__YOUR INSTRUCTIONS__. All that is needed is every line of the listing below that has "LevelDefaults".

__LISTED RECORDS__.
★ ★ ★ ★ ★ ★ ★

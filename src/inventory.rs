//! Inventory ledger: per-ingredient fill levels.
//!
//! The ledger exclusively owns every [`IngredientLevel`].  It keeps an
//! in-memory map as the authoritative copy and writes each touched record
//! through to a [`LevelStore`] after every mutation.
//!
//! ## Invariant
//!
//! Every mutator keeps `0 <= current_ml <= capacity_ml`.  Volumes are
//! unsigned, so the lower bound is enforced by saturating arithmetic and
//! the upper bound by explicit clamping.
//!
//! ## Persistence failures
//!
//! A failed write is logged and the in-memory state still advances:
//! liquid that has left the bottle must be accounted for even if flash
//! is unavailable.  The next successful write of that record heals it.

use std::collections::BTreeMap;

use log::{info, warn};
use serde::{Deserialize, Serialize};

use crate::app::ports::{LevelStore, TimePort};
use crate::config::MachineConfig;
use crate::error::ValidationError;

#[derive(Debug, Clone, PartialEq, Eq, Serialize, Deserialize)]
pub struct IngredientLevel {
    pub ingredient_id: String,
    pub current_ml: u32,
    pub capacity_ml: u32,
    /// Epoch seconds of the last refill or manual level change.
    pub last_refill: u64,
}

/// Values for entries the ledger creates on first reference.
#[derive(Debug, Clone, Copy, PartialEq, Eq)]
pub struct LevelDefaults {
    pub current_ml: u32,
    pub capacity_ml: u32,
}

impl LevelDefaults {
    pub fn from_config(config: &MachineConfig) -> Self {
        Self {
            current_ml: config.default_level_ml,
            capacity_ml: config.default_capacity_ml,
        }
    }
}

impl Default for LevelDefaults {
    fn default() -> Self {
        Self::from_config(&MachineConfig::default())
    }
}

pub struct Ledger<S: LevelStore, C: TimePort> {
    levels: BTreeMap<String, IngredientLevel>,
    store: S,
    clock: C,
    defaults: LevelDefaults,
}

impl<S: LevelStore, C: TimePort> Ledger<S, C> {
    /// Load every stored record.  A store that cannot be read yields an
    /// empty ledger; entries are then recreated lazily.
    pub fn load(store: S, clock: C, defaults: LevelDefaults) -> Self {
        let levels = match store.load_levels() {
            Ok(records) => {
                info!("Ledger: loaded {} level record(s)", records.len());
                records
                    .into_iter()
                    .map(|mut l| {
                        l.current_ml = l.current_ml.min(l.capacity_ml);
                        (l.ingredient_id.clone(), l)
                    })
                    .collect()
            }
            Err(e) => {
                warn!("Ledger: level load failed ({}), starting empty", e);
                BTreeMap::new()
            }
        };
        Self {
            levels,
            store,
            clock,
            defaults,
        }
    }

    // ── Queries ───────────────────────────────────────────────

    /// Existing entry, without creating one.
    pub fn peek(&self, ingredient_id: &str) -> Option<&IngredientLevel> {
        self.levels.get(ingredient_id)
    }

    /// All tracked entries ordered by ingredient id.
    pub fn levels(&self) -> impl Iterator<Item = &IngredientLevel> {
        self.levels.values()
    }

    /// `true` only if the ingredient is already tracked **and** holds at
    /// least `amount_ml`.  Never creates an entry: an ingredient the
    /// ledger has never seen counts as unavailable.
    pub fn check_available(&self, ingredient_id: &str, amount_ml: u32) -> bool {
        self.levels
            .get(ingredient_id)
            .is_some_and(|l| l.current_ml >= amount_ml)
    }

    // ── Mutators ──────────────────────────────────────────────

    /// The entry for `ingredient_id`, created with defaults on first use.
    pub fn level(&mut self, ingredient_id: &str) -> IngredientLevel {
        if let Some(existing) = self.levels.get(ingredient_id) {
            return existing.clone();
        }
        let created = self.default_level(ingredient_id);
        info!(
            "Ledger: tracking '{}' ({}/{} ml)",
            ingredient_id, created.current_ml, created.capacity_ml
        );
        self.commit(created)
    }

    /// Remove `amount_ml`, clamping at zero.  Never fails; the availability
    /// gate is responsible for preventing over-consumption.  An untracked
    /// ingredient is left untracked.
    pub fn consume(&mut self, ingredient_id: &str, amount_ml: u32) {
        let Some(level) = self.levels.get(ingredient_id) else {
            warn!("Ledger: consume of untracked '{}' ignored", ingredient_id);
            return;
        };
        let mut updated = level.clone();
        updated.current_ml = updated.current_ml.saturating_sub(amount_ml);
        self.commit(updated);
    }

    /// Set the fill level outright, optionally changing capacity first.
    /// The new amount is clamped into `[0, capacity]`.
    ///
    /// A capacity of `Some(0)` leaves the capacity unchanged.  A missing
    /// entry is created with capacity `new_capacity` or
    /// `max(new_amount, default capacity)`.
    pub fn set_absolute(
        &mut self,
        ingredient_id: &str,
        new_amount_ml: u32,
        new_capacity_ml: Option<u32>,
    ) -> IngredientLevel {
        let now = self.clock.now_epoch_secs();
        let mut level = match self.levels.get(ingredient_id) {
            Some(l) => l.clone(),
            None => IngredientLevel {
                ingredient_id: ingredient_id.to_string(),
                current_ml: 0,
                capacity_ml: new_amount_ml.max(self.defaults.capacity_ml),
                last_refill: now,
            },
        };
        if let Some(capacity) = new_capacity_ml.filter(|&c| c > 0) {
            level.capacity_ml = capacity;
        }
        level.current_ml = new_amount_ml.min(level.capacity_ml);
        level.last_refill = now;
        self.commit(level)
    }

    /// Change the bottle capacity, clamping the current level into it.
    /// A missing entry is created empty.
    pub fn set_capacity(&mut self, ingredient_id: &str, capacity_ml: u32) -> IngredientLevel {
        let level = match self.levels.get(ingredient_id) {
            Some(l) => IngredientLevel {
                capacity_ml,
                current_ml: l.current_ml.min(capacity_ml),
                ..l.clone()
            },
            None => IngredientLevel {
                ingredient_id: ingredient_id.to_string(),
                current_ml: 0,
                capacity_ml,
                last_refill: self.clock.now_epoch_secs(),
            },
        };
        self.commit(level)
    }

    /// Top up one tracked ingredient by `amount_ml`, capped at capacity.
    pub fn refill(
        &mut self,
        ingredient_id: &str,
        amount_ml: u32,
    ) -> Result<IngredientLevel, ValidationError> {
        let Some(level) = self.levels.get(ingredient_id) else {
            return Err(ValidationError::UnknownIngredient(ingredient_id.to_string()));
        };
        let updated = IngredientLevel {
            current_ml: level.current_ml.saturating_add(amount_ml).min(level.capacity_ml),
            last_refill: self.clock.now_epoch_secs(),
            ..level.clone()
        };
        Ok(self.commit(updated))
    }

    /// Fill every tracked ingredient to capacity.
    pub fn refill_all(&mut self) {
        let now = self.clock.now_epoch_secs();
        let refilled: Vec<IngredientLevel> = self
            .levels
            .values()
            .map(|l| IngredientLevel {
                current_ml: l.capacity_ml,
                last_refill: now,
                ..l.clone()
            })
            .collect();
        info!("Ledger: refilled {} ingredient(s)", refilled.len());
        for level in refilled {
            self.commit(level);
        }
    }

    /// Discard every entry and reseed default levels for `seed` (normally
    /// the ingredients currently bound to pumps).
    pub fn reset_all<'a>(&mut self, seed: impl IntoIterator<Item = &'a str>) {
        if let Err(e) = self.store.clear_levels() {
            warn!("Ledger: clearing stored levels failed ({})", e);
        }
        self.levels.clear();
        for id in seed {
            if !self.levels.contains_key(id) {
                let level = self.default_level(id);
                self.commit(level);
            }
        }
        info!("Ledger: reset to defaults ({} entries)", self.levels.len());
    }

    // ── Internal ──────────────────────────────────────────────

    fn default_level(&self, ingredient_id: &str) -> IngredientLevel {
        IngredientLevel {
            ingredient_id: ingredient_id.to_string(),
            current_ml: self.defaults.current_ml.min(self.defaults.capacity_ml),
            capacity_ml: self.defaults.capacity_ml,
            last_refill: self.clock.now_epoch_secs(),
        }
    }

    /// Write-through: persist then replace the in-memory record.
    fn commit(&mut self, level: IngredientLevel) -> IngredientLevel {
        debug_assert!(level.current_ml <= level.capacity_ml);
        if let Err(e) = self.store.save_level(&level) {
            warn!(
                "Ledger: persisting '{}' failed ({}), keeping in-memory value",
                level.ingredient_id, e
            );
        }
        self.levels.insert(level.ingredient_id.clone(), level.clone());
        level
    }
}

★ ★ ★ ★ ★ ★ ★

__WRITTEN SOLUTION__.
pub struct LevelDefaults {
impl LevelDefaults {
impl Default for LevelDefaults {
    defaults: LevelDefaults,
    pub fn load(store: S, clock: C, defaults: LevelDefaults) -> Self {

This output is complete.